I hope this sheds some light on things!

Replies from: Fabien

↑ comment by Fabien Roger (Fabien) · 2025-02-05T00:20:08.563Z · LW(p) · GW(p)

Thanks for your answer! I find it interesting to better understand the sorts of threats you are describing.

I am still unsure at what point the effects you describe result in human disempowerment as opposed to a concentration of power.

I have very little sense of what my current stocks are doing, and my impression is many CEOs don’t really understand most of what’s going on in their companies

I agree, but there isn't a massive gap between the interests of shareholders and what companies actually do in practice, and people are usually happy to buy shares of public corporations (buying shares is among the best investment opportunities!). When I imagine your assumptions being correct, the natural consequence I imagine is AI-run companies own by shareholders that get most of the surplus back. Modern companies are a good example of capital ownership working for the benefit of the capital owner. If shareholders want to fill the world with happy lizards or fund art, they probably will be able to, just like current rich shareholders can. I think for this to go wrong for everyone (not just people who don't have tons of capital) you need something else bad to happen, and I am unsure what that is. Maybe a very aggressive anti-capitalist state?

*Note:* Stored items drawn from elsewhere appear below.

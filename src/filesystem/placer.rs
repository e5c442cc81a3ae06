// src/filesystem/placer.rs

//! Idempotent file placement engine
//!
//! [`FilePlacer`] performs every write the pipeline makes to an output
//! root: single-file copy/move with a native-then-byte-stream fallback,
//! smart copy (move when the source already lives inside the output
//! root), recursive tree mirroring with exclude suffixes and ignore
//! rules, symbol stripping, and incremental or forced teardown.
//!
//! Every successful placement is registered in the deployment ledger
//! before the call returns, so a soft clear can later remove exactly
//! what a run placed and nothing else.

use super::ledger::DeployLedger;
use super::path::is_library_file;
#[cfg(unix)]
use super::path::wants_exec_bit;
use crate::error::{Error, Result};
use crate::ignore::IgnoreRuleSet;
use crate::tools;
use std::fs;
use std::io;
use std::path::{Path, PathBuf};
use tracing::{debug, info, warn};

/// Placement engine bound to one output root
#[derive(Debug)]
pub struct FilePlacer {
    ledger: DeployLedger,
    output_root: PathBuf,
    overwrite: bool,
    ignore: IgnoreRuleSet,
}

impl FilePlacer {
    pub fn new(
        output_root: PathBuf,
        overwrite: bool,
        ignore: IgnoreRuleSet,
        ledger: DeployLedger,
    ) -> Self {
        Self {
            ledger,
            output_root,
            overwrite,
            ignore,
        }
    }

    pub fn ledger(&self) -> &DeployLedger {
        &self.ledger
    }

    pub fn ledger_mut(&mut self) -> &mut DeployLedger {
        &mut self.ledger
    }

    /// Create a directory (and missing ancestors) on demand, recording
    /// every newly created level in the ledger so soft clears can
    /// remove them once empty.
    fn init_dir(&mut self, dir: &Path) -> Result<()> {
        if dir.exists() {
            return Ok(());
        }

        let mut missing = vec![dir.to_path_buf()];
        let mut cursor = dir.to_path_buf();
        while let Some(parent) = cursor.parent() {
            if parent.exists() || parent.as_os_str().is_empty() {
                break;
            }
            missing.push(parent.to_path_buf());
            cursor = parent.to_path_buf();
        }

        fs::create_dir_all(dir)?;
        for created in missing {
            self.ledger.add(&created);
        }
        Ok(())
    }

    /// Register a successful placement: ledger entry plus
    /// executable-bit normalization for suffix-less, `.run` and `.sh`
    /// files on the Unix family.
    fn register(&mut self, path: &Path) {
        self.ledger.add(path);

        #[cfg(unix)]
        if path.is_file() && wants_exec_bit(path) {
            use std::os::unix::fs::PermissionsExt;
            if let Err(e) = fs::set_permissions(path, fs::Permissions::from_mode(0o755)) {
                warn!("cannot set permissions on {}: {}", path.display(), e);
            }
        }
    }

    /// Raw byte-stream copy, the fallback when the native operation
    /// fails (cross-device moves, exotic filesystems)
    fn byte_copy(source: &Path, dest: &Path) -> Result<()> {
        let mut reader = fs::File::open(source)
            .map_err(|e| Error::IoError(format!("cannot open {}: {}", source.display(), e)))?;
        let mut writer = fs::File::create(dest)
            .map_err(|e| Error::IoError(format!("cannot create {}: {}", dest.display(), e)))?;
        io::copy(&mut reader, &mut writer)
            .map_err(|e| Error::IoError(format!("cannot write {}: {}", dest.display(), e)))?;

        if !dest.exists() {
            return Err(Error::IoError(format!(
                "{} was not created; check access to the target directory",
                dest.display()
            )));
        }
        Ok(())
    }

    /// Copy or move one file into a destination directory.
    ///
    /// Returns Ok(true) when the file was placed (or already present
    /// with overwriting disabled), Ok(false) when an allowlist skipped
    /// it. Both placement strategies failing is an error.
    fn file_action(
        &mut self,
        source: &Path,
        dest_dir: &Path,
        allowlist: Option<&[String]>,
        is_move: bool,
    ) -> Result<bool> {
        if let Some(allow) = allowlist {
            let haystack = source.to_string_lossy();
            if !allow.iter().any(|entry| haystack.contains(entry.as_str())) {
                debug!(
                    "skip {}: {} not on allowlist",
                    if is_move { "move" } else { "copy" },
                    source.display()
                );
                return Ok(false);
            }
        }

        let name = source
            .file_name()
            .ok_or_else(|| Error::IoError(format!("{} has no file name", source.display())))?;
        let dest = dest_dir.join(name);

        self.init_dir(dest_dir)?;

        let same = std::path::absolute(source)
            .and_then(|s| std::path::absolute(&dest).map(|d| s == d))
            .unwrap_or(false);
        if same {
            return Ok(true);
        }

        if dest.exists() {
            if self.overwrite {
                self.remove_file(&dest)?;
            } else {
                debug!("{} already exists, overwriting disabled", dest.display());
                return Ok(true);
            }
        }

        info!(
            "{} {} -> {}",
            if is_move { "move" } else { "copy" },
            source.display(),
            dest_dir.display()
        );

        let primary = if is_move {
            fs::rename(source, &dest)
        } else {
            fs::copy(source, &dest).map(|_| ())
        };

        if let Err(e) = primary {
            warn!(
                "native operation failed for {} ({}); falling back to byte copy",
                source.display(),
                e
            );
            Self::byte_copy(source, &dest)?;
            if is_move && let Err(e) = fs::remove_file(source) {
                warn!("cannot remove moved source {}: {}", source.display(), e);
            }
        }

        self.register(&dest);
        Ok(true)
    }

    /// Copy one file into a destination directory
    pub fn copy_file(
        &mut self,
        source: &Path,
        dest_dir: &Path,
        allowlist: Option<&[String]>,
    ) -> Result<bool> {
        self.file_action(source, dest_dir, allowlist, false)
    }

    /// Move one file into a destination directory
    pub fn move_file(
        &mut self,
        source: &Path,
        dest_dir: &Path,
        allowlist: Option<&[String]>,
    ) -> Result<bool> {
        self.file_action(source, dest_dir, allowlist, true)
    }

    /// Prefer a move when the source already lives inside the output
    /// root (re-deploys would otherwise leave stray duplicates); fall
    /// back to a plain copy.
    pub fn smart_copy(
        &mut self,
        source: &Path,
        dest_dir: &Path,
        allowlist: Option<&[String]>,
    ) -> Result<bool> {
        if source.starts_with(&self.output_root) {
            match self.move_file(source, dest_dir, allowlist) {
                Ok(placed) => return Ok(placed),
                Err(e) => {
                    warn!("{} not moved ({}); trying copy", source.display(), e);
                }
            }
        }
        self.copy_file(source, dest_dir, allowlist)
    }

    /// Recursively mirror a tree.
    ///
    /// Files whose name contains an exclude suffix, or which match an
    /// ignore rule, are skipped. Per-file failures are logged and the
    /// walk continues. Destination paths of copied leaves are appended
    /// to `copied` so callers can feed them back into extraction.
    pub fn copy_folder(
        &mut self,
        from: &Path,
        to: &Path,
        excludes: &[&str],
        mut copied: Option<&mut Vec<PathBuf>>,
        allowlist: Option<&[String]>,
    ) -> Result<()> {
        if !from.is_dir() {
            return Err(Error::NotFound(format!(
                "{} does not exist or is not a directory",
                from.display()
            )));
        }

        for entry in fs::read_dir(from)? {
            let entry = entry?;
            let path = entry.path();

            if path.is_dir() {
                self.copy_folder(
                    &path,
                    &to.join(entry.file_name()),
                    excludes,
                    copied.as_deref_mut(),
                    allowlist,
                )?;
                continue;
            }

            let name = entry.file_name().to_string_lossy().to_string();
            if let Some(suffix) = excludes.iter().find(|s| name.contains(**s)) {
                debug!("{} excluded by suffix {}", path.display(), suffix);
                continue;
            }
            if self.ignore.matches(&path) {
                debug!("{} excluded by ignore rule", path.display());
                continue;
            }

            match self.copy_file(&path, to, allowlist) {
                Ok(true) => {
                    if let Some(list) = copied.as_deref_mut() {
                        list.push(to.join(entry.file_name()));
                    }
                }
                Ok(false) => {}
                Err(e) => {
                    warn!("{} not copied: {}", path.display(), e);
                }
            }
        }

        Ok(())
    }

    /// Strip debug symbols from every dynamic library under a tree,
    /// visiting directory contents before the directory itself so each
    /// entry is handled exactly once. Tool failures are logged and
    /// skipped; on Windows hosts stripping is a no-op success.
    pub fn strip(&self, root: &Path) -> Result<()> {
        if cfg!(windows) {
            return Ok(());
        }

        if !root.exists() {
            return Err(Error::NotFound(format!("{} does not exist", root.display())));
        }

        for entry in walkdir::WalkDir::new(root).contents_first(true) {
            let entry = match entry {
                Ok(entry) => entry,
                Err(e) => {
                    warn!("strip walk error: {}", e);
                    continue;
                }
            };
            if !entry.file_type().is_file() || !is_library_file(entry.path()) {
                continue;
            }
            if let Err(e) = tools::strip_binary(entry.path()) {
                warn!("{}", e);
            }
        }

        Ok(())
    }

    /// Remove stale output.
    ///
    /// Force mode deletes the whole root (falling back to ledgered
    /// removal when that fails). Soft mode removes only ledgered files,
    /// largest first, then ledgered directories that ended up empty;
    /// content the ledger does not know about is preserved. The
    /// in-memory ledger is reset afterwards.
    pub fn clear(&mut self, root: &Path, force: bool) -> Result<()> {
        info!("clearing previous deployment data under {}", root.display());

        if force {
            match fs::remove_dir_all(root) {
                Ok(()) => {
                    self.ledger.reset();
                    return Ok(());
                }
                Err(e) if e.kind() == io::ErrorKind::NotFound => {
                    self.ledger.reset();
                    return Ok(());
                }
                Err(e) => {
                    warn!(
                        "cannot remove {} recursively ({}); removing ledgered files instead",
                        root.display(),
                        e
                    );
                }
            }
        }

        let mut files: Vec<(u64, PathBuf)> = Vec::new();
        let mut dirs: Vec<PathBuf> = Vec::new();
        for path in self.ledger.files() {
            match fs::metadata(path) {
                Ok(meta) if meta.is_file() => files.push((meta.len(), path.clone())),
                Ok(meta) if meta.is_dir() => dirs.push(path.clone()),
                _ => {}
            }
        }

        // Largest files go first; ties break on the path for stable logs
        files.sort_by(|a, b| b.0.cmp(&a.0).then_with(|| a.1.cmp(&b.1)));
        for (_, path) in files {
            if self.remove_file(&path).is_ok() {
                info!("removed deployed file {}", path.display());
            }
        }

        // Deepest directories first so nested empties collapse upwards
        dirs.sort_by(|a, b| b.components().count().cmp(&a.components().count()));
        for dir in dirs {
            let empty = fs::read_dir(&dir)
                .map(|mut entries| entries.next().is_none())
                .unwrap_or(false);
            if empty && fs::remove_dir(&dir).is_ok() {
                info!("removed empty directory {}", dir.display());
            }
        }

        self.ledger.reset();
        Ok(())
    }

    /// Remove one file, warning when the removal fails
    fn remove_file(&self, path: &Path) -> Result<()> {
        fs::remove_file(path).map_err(|e| {
            warn!("cannot remove {}: {}", path.display(), e);
            Error::IoError(format!("cannot remove {}: {}", path.display(), e))
        })
    }
}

I also think this is not currently totally true; there is definitely a sense in which some politicians already do not change systems that have bad consequences

I can see how this could be true (e.g. the politicians are under the pressures of a public that has been brainwashed by algorithms maximizing engagements in a way that undermines the shareholders' power without actually redistributing the wealth but instead spends it all on big national AI project that do not produce anything else than more AIs), but I feel like that requires some very weird things to be true (e.g. the algorithms maximizing engagement above results in a very unlikely equilibrium absent an external force that pushes against shareholders and against redistribution). I can see how the state could enable massive AI projects by massive AI-run orgs, but I think it's way less likely that nobody (e.g. not the shareholders, not the taxpayer, not corrupt politicians, ...) gets massively rich (and able to chose what to consume).

About culture, my point was basically that I don't think evolution of media will be very disempowerment-favored. You can make better tailored AI -generated content and AI friends, but in most ways I don't see how it results in everyone being completely fooled about the state of the world in a way that enables the other dynamics.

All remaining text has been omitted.